— WHAT TO PRODUCE —
Please show all lines of the records that include "today".
+===+
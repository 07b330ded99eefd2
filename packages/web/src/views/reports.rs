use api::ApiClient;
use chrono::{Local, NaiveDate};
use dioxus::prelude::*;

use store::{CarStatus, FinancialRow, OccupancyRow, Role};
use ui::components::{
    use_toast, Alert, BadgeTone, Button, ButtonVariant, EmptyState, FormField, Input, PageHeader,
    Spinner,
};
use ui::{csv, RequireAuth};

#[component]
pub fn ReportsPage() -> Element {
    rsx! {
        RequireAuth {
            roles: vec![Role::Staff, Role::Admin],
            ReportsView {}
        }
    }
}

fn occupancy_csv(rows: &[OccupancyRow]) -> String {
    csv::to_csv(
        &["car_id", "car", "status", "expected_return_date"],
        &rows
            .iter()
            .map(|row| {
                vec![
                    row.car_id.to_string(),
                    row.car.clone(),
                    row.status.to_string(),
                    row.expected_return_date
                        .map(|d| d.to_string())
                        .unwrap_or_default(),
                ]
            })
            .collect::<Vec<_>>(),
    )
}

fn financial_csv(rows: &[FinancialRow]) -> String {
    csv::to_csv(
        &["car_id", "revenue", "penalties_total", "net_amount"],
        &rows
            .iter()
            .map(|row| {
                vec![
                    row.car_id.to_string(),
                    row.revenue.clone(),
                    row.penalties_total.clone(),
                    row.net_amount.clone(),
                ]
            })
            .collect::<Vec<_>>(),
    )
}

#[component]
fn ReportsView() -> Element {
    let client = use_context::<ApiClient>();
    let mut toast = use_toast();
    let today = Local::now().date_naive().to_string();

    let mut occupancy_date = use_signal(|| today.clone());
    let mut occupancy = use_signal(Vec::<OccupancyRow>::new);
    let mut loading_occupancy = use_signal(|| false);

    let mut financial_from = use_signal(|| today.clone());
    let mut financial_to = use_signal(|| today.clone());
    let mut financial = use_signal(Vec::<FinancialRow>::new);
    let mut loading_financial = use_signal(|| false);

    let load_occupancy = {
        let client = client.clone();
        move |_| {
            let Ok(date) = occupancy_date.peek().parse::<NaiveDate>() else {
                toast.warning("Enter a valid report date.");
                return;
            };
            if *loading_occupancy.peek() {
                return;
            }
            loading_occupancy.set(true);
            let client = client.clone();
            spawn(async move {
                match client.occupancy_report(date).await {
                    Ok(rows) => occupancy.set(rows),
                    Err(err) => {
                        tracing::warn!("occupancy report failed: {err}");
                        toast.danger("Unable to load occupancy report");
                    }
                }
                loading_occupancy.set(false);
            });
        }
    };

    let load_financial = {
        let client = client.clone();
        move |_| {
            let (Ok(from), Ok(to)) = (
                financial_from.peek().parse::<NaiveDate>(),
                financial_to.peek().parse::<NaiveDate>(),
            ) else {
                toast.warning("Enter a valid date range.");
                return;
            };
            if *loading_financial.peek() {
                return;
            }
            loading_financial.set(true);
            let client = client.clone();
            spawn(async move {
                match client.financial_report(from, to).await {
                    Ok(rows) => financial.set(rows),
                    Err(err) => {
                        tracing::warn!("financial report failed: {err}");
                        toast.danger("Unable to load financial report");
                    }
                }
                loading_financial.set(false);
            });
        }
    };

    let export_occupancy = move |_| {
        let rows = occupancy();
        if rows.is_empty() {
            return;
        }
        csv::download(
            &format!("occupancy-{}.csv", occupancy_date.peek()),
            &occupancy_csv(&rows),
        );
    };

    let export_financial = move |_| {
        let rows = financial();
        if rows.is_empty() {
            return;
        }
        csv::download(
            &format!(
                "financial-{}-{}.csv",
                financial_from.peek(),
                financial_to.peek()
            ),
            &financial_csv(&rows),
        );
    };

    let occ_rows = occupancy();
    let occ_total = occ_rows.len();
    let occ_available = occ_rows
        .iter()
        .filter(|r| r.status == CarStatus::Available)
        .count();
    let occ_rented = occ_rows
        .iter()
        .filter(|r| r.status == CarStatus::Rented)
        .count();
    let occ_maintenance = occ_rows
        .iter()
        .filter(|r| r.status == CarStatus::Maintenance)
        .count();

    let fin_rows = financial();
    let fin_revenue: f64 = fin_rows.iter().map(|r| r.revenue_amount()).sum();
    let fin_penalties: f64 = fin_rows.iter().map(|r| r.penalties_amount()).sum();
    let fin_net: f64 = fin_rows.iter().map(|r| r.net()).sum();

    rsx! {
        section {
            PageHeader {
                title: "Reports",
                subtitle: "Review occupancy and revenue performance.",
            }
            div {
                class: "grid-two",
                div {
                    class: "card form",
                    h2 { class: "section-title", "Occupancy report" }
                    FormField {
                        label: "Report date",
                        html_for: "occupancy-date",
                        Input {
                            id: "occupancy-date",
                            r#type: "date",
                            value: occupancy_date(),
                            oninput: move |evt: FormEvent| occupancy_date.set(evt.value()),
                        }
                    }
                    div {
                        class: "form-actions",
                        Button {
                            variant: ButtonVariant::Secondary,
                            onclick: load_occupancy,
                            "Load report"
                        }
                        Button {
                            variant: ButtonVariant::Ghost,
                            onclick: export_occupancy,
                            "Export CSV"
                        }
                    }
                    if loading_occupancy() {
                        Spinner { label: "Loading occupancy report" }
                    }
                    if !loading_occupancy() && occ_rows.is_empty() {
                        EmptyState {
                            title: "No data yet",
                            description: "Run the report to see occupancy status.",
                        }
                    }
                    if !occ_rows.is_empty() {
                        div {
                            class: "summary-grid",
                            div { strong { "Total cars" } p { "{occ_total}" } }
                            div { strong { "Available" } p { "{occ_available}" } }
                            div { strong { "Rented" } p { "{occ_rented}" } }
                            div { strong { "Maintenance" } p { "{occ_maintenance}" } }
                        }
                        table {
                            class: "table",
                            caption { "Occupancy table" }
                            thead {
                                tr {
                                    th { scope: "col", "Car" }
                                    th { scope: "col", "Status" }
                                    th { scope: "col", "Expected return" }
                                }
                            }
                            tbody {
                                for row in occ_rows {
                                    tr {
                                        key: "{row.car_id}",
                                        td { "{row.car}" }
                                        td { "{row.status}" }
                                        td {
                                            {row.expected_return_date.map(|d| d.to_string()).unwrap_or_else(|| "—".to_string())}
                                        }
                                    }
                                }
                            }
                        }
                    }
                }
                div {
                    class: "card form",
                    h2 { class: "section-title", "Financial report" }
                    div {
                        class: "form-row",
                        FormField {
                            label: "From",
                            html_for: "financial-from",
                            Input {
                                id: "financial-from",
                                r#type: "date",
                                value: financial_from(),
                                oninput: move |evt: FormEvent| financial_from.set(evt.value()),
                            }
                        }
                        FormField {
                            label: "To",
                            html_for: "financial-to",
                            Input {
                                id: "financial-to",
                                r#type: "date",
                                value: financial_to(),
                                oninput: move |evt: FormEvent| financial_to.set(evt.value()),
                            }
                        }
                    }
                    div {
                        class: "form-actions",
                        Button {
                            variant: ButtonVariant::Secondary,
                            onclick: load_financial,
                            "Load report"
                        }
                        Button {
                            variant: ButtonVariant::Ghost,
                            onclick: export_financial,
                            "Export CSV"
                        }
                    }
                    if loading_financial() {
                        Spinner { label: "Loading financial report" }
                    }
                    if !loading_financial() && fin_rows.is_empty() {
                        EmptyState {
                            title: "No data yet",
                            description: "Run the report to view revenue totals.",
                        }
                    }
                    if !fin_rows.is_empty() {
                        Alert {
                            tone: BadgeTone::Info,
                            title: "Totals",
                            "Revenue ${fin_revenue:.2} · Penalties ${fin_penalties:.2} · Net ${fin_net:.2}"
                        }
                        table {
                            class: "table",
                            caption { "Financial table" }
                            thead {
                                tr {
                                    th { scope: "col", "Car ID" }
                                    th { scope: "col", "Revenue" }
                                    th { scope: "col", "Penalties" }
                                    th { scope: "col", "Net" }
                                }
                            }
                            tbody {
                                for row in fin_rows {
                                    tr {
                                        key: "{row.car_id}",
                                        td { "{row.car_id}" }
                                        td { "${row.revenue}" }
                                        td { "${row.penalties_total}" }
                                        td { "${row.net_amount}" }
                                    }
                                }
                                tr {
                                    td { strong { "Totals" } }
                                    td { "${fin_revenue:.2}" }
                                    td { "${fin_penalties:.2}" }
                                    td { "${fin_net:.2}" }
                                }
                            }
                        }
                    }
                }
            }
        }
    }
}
+===+
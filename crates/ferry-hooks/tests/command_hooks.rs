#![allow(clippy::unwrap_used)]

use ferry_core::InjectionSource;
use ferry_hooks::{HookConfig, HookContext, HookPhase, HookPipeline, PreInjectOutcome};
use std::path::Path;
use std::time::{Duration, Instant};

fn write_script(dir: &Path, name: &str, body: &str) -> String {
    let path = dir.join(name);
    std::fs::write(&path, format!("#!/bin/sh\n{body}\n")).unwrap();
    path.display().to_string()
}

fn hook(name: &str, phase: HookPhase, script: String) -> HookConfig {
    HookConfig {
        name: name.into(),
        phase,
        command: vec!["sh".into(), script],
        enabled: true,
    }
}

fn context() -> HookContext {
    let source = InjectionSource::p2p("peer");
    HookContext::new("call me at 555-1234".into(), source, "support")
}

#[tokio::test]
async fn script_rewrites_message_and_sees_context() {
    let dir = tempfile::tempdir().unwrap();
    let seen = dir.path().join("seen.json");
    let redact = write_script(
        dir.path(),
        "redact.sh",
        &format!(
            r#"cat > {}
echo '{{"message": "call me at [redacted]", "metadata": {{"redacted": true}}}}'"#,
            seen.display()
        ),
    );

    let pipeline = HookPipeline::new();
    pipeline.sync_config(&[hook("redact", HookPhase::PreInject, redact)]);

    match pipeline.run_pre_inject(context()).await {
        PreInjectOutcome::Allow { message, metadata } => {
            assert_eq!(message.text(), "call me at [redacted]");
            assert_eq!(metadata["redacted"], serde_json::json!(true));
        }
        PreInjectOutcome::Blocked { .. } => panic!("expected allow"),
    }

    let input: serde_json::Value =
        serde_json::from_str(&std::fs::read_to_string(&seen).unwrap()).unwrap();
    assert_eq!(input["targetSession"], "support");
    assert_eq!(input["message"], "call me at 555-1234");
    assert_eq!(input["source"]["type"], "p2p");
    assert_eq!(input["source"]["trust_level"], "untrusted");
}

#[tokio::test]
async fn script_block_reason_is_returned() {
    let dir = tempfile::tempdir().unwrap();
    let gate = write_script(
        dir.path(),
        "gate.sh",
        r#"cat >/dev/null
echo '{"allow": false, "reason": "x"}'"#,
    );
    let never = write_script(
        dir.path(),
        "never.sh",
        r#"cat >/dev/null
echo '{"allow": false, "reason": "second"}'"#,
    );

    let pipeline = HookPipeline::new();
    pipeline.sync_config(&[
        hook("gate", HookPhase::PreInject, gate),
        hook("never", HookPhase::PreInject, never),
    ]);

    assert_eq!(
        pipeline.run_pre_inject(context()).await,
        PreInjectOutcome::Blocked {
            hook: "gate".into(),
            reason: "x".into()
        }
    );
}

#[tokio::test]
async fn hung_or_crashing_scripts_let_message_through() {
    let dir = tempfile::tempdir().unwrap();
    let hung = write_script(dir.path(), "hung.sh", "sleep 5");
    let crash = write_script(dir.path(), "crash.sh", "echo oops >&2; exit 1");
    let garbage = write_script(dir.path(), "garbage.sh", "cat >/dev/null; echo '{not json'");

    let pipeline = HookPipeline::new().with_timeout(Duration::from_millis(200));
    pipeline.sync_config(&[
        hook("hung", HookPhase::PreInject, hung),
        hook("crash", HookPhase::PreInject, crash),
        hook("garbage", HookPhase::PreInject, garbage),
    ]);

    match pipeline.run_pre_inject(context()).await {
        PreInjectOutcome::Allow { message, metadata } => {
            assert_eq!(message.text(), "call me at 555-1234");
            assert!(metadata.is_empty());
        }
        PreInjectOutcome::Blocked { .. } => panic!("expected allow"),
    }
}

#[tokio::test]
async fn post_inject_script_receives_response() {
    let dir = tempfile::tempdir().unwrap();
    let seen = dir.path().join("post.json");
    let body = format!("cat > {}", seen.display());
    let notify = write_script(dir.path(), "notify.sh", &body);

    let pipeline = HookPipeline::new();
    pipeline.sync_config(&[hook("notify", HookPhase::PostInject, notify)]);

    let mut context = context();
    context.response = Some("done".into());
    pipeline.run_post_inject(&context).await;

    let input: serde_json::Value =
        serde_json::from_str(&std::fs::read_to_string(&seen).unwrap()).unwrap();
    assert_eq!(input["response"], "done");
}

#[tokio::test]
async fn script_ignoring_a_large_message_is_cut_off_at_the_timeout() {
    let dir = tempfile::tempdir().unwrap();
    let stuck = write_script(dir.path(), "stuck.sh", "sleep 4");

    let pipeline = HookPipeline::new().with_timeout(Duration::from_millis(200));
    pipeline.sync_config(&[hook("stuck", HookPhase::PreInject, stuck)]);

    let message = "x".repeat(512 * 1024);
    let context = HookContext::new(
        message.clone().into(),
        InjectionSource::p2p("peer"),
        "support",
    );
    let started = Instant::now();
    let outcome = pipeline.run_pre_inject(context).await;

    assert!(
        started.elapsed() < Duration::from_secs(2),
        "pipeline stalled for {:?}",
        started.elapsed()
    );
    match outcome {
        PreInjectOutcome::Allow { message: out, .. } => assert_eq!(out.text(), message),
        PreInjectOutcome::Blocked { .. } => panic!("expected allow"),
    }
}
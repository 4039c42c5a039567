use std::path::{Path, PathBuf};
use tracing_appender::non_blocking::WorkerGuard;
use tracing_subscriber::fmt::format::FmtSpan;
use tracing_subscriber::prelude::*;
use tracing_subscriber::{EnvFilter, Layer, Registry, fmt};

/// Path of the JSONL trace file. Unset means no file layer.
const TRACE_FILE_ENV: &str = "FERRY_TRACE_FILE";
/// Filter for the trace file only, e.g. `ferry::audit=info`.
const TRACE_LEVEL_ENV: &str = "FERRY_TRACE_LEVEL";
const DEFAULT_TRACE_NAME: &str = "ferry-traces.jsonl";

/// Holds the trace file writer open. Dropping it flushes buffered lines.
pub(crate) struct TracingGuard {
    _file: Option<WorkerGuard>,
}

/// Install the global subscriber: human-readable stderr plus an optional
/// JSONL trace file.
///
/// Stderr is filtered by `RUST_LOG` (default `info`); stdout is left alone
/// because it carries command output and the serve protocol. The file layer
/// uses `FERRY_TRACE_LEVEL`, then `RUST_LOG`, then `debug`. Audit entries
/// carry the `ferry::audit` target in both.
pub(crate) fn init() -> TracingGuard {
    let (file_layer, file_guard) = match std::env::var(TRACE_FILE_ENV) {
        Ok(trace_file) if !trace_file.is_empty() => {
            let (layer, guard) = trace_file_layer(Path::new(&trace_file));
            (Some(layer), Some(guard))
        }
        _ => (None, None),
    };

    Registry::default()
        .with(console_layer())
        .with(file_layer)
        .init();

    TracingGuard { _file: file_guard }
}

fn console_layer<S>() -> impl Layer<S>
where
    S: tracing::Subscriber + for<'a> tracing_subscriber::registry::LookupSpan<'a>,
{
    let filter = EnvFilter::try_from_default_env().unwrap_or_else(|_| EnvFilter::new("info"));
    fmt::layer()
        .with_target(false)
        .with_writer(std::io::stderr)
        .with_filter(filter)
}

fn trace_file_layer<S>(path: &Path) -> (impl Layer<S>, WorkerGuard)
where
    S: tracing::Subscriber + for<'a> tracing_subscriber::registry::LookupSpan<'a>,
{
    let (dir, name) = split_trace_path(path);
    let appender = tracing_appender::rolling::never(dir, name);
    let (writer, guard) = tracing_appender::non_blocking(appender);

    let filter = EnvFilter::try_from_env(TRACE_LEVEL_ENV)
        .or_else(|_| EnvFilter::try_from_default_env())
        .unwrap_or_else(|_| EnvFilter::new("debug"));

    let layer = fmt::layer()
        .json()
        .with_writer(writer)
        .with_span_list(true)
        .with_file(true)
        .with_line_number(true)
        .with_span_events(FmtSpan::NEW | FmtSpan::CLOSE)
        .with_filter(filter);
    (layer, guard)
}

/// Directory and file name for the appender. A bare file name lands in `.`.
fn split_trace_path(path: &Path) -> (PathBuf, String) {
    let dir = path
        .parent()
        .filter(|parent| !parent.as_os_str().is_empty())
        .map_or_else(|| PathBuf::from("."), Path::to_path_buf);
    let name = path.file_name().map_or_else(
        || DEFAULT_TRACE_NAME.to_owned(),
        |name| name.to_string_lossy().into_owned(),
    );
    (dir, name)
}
+===+
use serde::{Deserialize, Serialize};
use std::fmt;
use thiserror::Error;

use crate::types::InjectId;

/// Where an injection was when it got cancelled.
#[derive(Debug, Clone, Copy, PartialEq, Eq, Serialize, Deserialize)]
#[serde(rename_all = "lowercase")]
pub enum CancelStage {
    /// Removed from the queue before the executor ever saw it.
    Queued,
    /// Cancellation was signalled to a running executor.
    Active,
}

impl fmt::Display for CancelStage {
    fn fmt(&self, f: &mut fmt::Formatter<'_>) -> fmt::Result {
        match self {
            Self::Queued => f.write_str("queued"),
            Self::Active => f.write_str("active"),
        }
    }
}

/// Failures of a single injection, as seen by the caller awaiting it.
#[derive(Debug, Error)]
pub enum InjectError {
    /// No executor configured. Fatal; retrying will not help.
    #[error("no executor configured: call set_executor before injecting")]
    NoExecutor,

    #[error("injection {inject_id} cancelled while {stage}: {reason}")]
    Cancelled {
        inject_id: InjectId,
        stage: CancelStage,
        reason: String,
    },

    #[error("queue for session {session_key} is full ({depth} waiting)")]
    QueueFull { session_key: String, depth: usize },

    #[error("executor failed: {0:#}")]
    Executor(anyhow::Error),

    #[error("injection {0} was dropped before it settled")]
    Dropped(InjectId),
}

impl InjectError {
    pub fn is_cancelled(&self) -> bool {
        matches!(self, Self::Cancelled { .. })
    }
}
+===+
— ANSWER FOR THIS EXERCISE —
    let today = Local::now().date_naive().to_string();
    let mut occupancy_date = use_signal(|| today.clone());
    let mut financial_from = use_signal(|| today.clone());
    let mut financial_to = use_signal(|| today.clone());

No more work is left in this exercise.